## DATA EXTRACTS

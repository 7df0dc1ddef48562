//! Request extractors.

use axum::extract::FromRequest;

use super::error::ApiErrorResponse;

/// JSON body extractor whose rejections render as [`ApiErrorResponse`].
///
/// Behaves like `axum::Json`, except malformed or mistyped bodies produce
/// the API's own 400 body instead of axum's plain-text rejection.
#[derive(Debug, Clone, FromRequest)]
#[from_request(via(axum::Json), rejection(ApiErrorResponse))]
pub struct JsonBody<T>(pub T);
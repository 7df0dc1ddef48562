//! Data Transfer Objects for API requests and responses.
//!
//! This module contains DTOs that are separate from domain models,
//! providing a clean API contract. JSON field names are camelCase.

use serde::{Deserialize, Serialize};

use super::error::ValidationError;
use crate::domain::{
    Context, ContextId, NewContext, NewTask, Patch, Task, TaskPatch, TaskWithContext,
};

// =============================================================================
// Limits
// =============================================================================

/// Maximum length of a task name, in characters.
pub const TASK_NAME_MAX_CHARS: usize = 50;
/// Maximum length of a task description, in characters.
pub const TASK_DESCRIPTION_MAX_CHARS: usize = 200;
/// Maximum length of task comments, in characters.
pub const TASK_COMMENTS_MAX_CHARS: usize = 1000;

// =============================================================================
// Context DTOs
// =============================================================================

/// Request DTO for creating a context.
///
/// `name` is optional here so that a missing name is reported as a field
/// error rather than a deserialization failure.
#[derive(Debug, Clone, Default, Deserialize)]
pub struct CreateContextRequest {
    #[serde(default)]
    pub name: Option<String>,
    #[serde(default)]
    pub color: Option<String>,
}

/// Response DTO for a context.
#[derive(Debug, Clone, PartialEq, Eq, Serialize)]
pub struct ContextResponse {
    pub id: u64,
    pub name: String,
    pub color: String,
}

impl From<&Context> for ContextResponse {
    fn from(context: &Context) -> Self {
        Self {
            id: context.id.get(),
            name: context.name.clone(),
            color: context.color.clone(),
        }
    }
}

impl From<Context> for ContextResponse {
    fn from(context: Context) -> Self {
        Self {
            id: context.id.get(),
            name: context.name,
            color: context.color,
        }
    }
}

// =============================================================================
// Task DTOs
// =============================================================================

/// Request DTO for creating a new task.
#[derive(Debug, Clone, Default, Deserialize)]
#[serde(rename_all = "camelCase")]
pub struct CreateTaskRequest {
    #[serde(default)]
    pub name: Option<String>,
    #[serde(default)]
    pub description: Option<String>,
    #[serde(default)]
    pub comments: Option<String>,
    #[serde(default)]
    pub context_id: Option<u64>,
}

/// Request DTO for a partial task update.
///
/// Each field distinguishes "absent" from `null`; see [`Patch`].
#[derive(Debug, Clone, Default, Deserialize)]
#[serde(rename_all = "camelCase")]
pub struct UpdateTaskRequest {
    #[serde(default)]
    pub name: Patch<String>,
    #[serde(default)]
    pub description: Patch<String>,
    #[serde(default)]
    pub comments: Patch<String>,
    #[serde(default)]
    pub context_id: Patch<u64>,
}

/// Response DTO for a task with its context resolved.
///
/// `comments` and `contextId` serialize as `null` when unset; `context` is
/// omitted when the task has no resolvable context.
#[derive(Debug, Clone, PartialEq, Eq, Serialize)]
#[serde(rename_all = "camelCase")]
pub struct TaskResponse {
    pub id: u64,
    pub name: String,
    pub description: String,
    pub comments: Option<String>,
    pub context_id: Option<u64>,
    #[serde(skip_serializing_if = "Option::is_none")]
    pub context: Option<ContextResponse>,
}

impl From<TaskWithContext> for TaskResponse {
    fn from(task_with_context: TaskWithContext) -> Self {
        let TaskWithContext { task, context } = task_with_context;
        let Task {
            id,
            name,
            description,
            comments,
            context_id,
        } = task;

        Self {
            id: id.get(),
            name,
            description,
            comments,
            context_id: context_id.map(ContextId::get),
            context: context.map(ContextResponse::from),
        }
    }
}

// =============================================================================
// Validation
// =============================================================================

/// Validates a create-context request.
///
/// # Validation Rules
///
/// - Name is required and must not be blank; surrounding whitespace is trimmed
///
/// # Errors
///
/// Returns [`ValidationError`] listing every violated rule.
pub fn validate_create_context(
    request: CreateContextRequest,
) -> Result<NewContext, ValidationError> {
    let name = request
        .name
        .map(|name| name.trim().to_string())
        .filter(|name| !name.is_empty());

    match name {
        Some(name) => Ok(NewContext {
            name,
            color: request.color,
        }),
        None => Err(ValidationError::single("name", "Context name is required")),
    }
}

/// Validates a create-task request.
///
/// # Validation Rules
///
/// - Name is required, 1 to 50 characters
/// - Description is required, 1 to 200 characters
/// - Comments are optional, at most 1000 characters
///
/// # Errors
///
/// Returns [`ValidationError`] listing every violated rule.
pub fn validate_create_task(request: CreateTaskRequest) -> Result<NewTask, ValidationError> {
    let mut errors = ValidationError::default();

    let name = request.name.unwrap_or_default();
    check_name(&name, &mut errors);

    let description = request.description.unwrap_or_default();
    check_description(&description, &mut errors);

    if let Some(comments) = &request.comments {
        check_comments(comments, &mut errors);
    }

    errors.into_result(NewTask {
        name,
        description,
        comments: request.comments,
        context_id: request.context_id.map(ContextId::new),
    })
}

/// Validates a partial task update.
///
/// Present fields follow the same rules as on creation. `name` and
/// `description` cannot be cleared, so `null` is rejected for them;
/// `comments` and `contextId` accept `null`, which clears them.
///
/// # Errors
///
/// Returns [`ValidationError`] listing every violated rule.
pub fn validate_update_task(request: UpdateTaskRequest) -> Result<TaskPatch, ValidationError> {
    let mut errors = ValidationError::default();

    let name = match request.name {
        Patch::Missing => None,
        Patch::Null => {
            errors.push("name", "Item name is required");
            None
        }
        Patch::Value(name) => {
            check_name(&name, &mut errors);
            Some(name)
        }
    };

    let description = match request.description {
        Patch::Missing => None,
        Patch::Null => {
            errors.push("description", "Description is required");
            None
        }
        Patch::Value(description) => {
            check_description(&description, &mut errors);
            Some(description)
        }
    };

    if let Patch::Value(comments) = request.comments.as_ref() {
        check_comments(comments, &mut errors);
    }

    errors.into_result(TaskPatch {
        name,
        description,
        comments: request.comments,
        context_id: request.context_id.map(ContextId::new),
    })
}

fn check_name(name: &str, errors: &mut ValidationError) {
    let length = name.chars().count();
    if length == 0 {
        errors.push("name", "Item name is required");
    } else if length > TASK_NAME_MAX_CHARS {
        errors.push("name", "Item name cannot exceed 50 characters");
    }
}

fn check_description(description: &str, errors: &mut ValidationError) {
    let length = description.chars().count();
    if length == 0 {
        errors.push("description", "Description is required");
    } else if length > TASK_DESCRIPTION_MAX_CHARS {
        errors.push("description", "Description cannot exceed 200 characters");
    }
}

fn check_comments(comments: &str, errors: &mut ValidationError) {
    if comments.chars().count() > TASK_COMMENTS_MAX_CHARS {
        errors.push("comments", "Comments cannot exceed 1000 characters");
    }
}

// =============================================================================
// Tests
// =============================================================================
//! Infrastructure module for storage.
//!
//! This module contains the repository traits and their in-memory
//! implementation.

pub mod in_memory;
pub mod repository;

pub use in_memory::InMemoryStore;
pub use repository::{ContextCreation, ContextRepository, RepositoryError, TaskRepository};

## TASK DETAILS
Which lines in the data above hold the word "exceed"? Return each of them.

## RESULT OF THE TASK
        errors.push("name", "Item name cannot exceed 50 characters");
        errors.push("description", "Description cannot exceed 200 characters");
        errors.push("comments", "Comments cannot exceed 1000 characters");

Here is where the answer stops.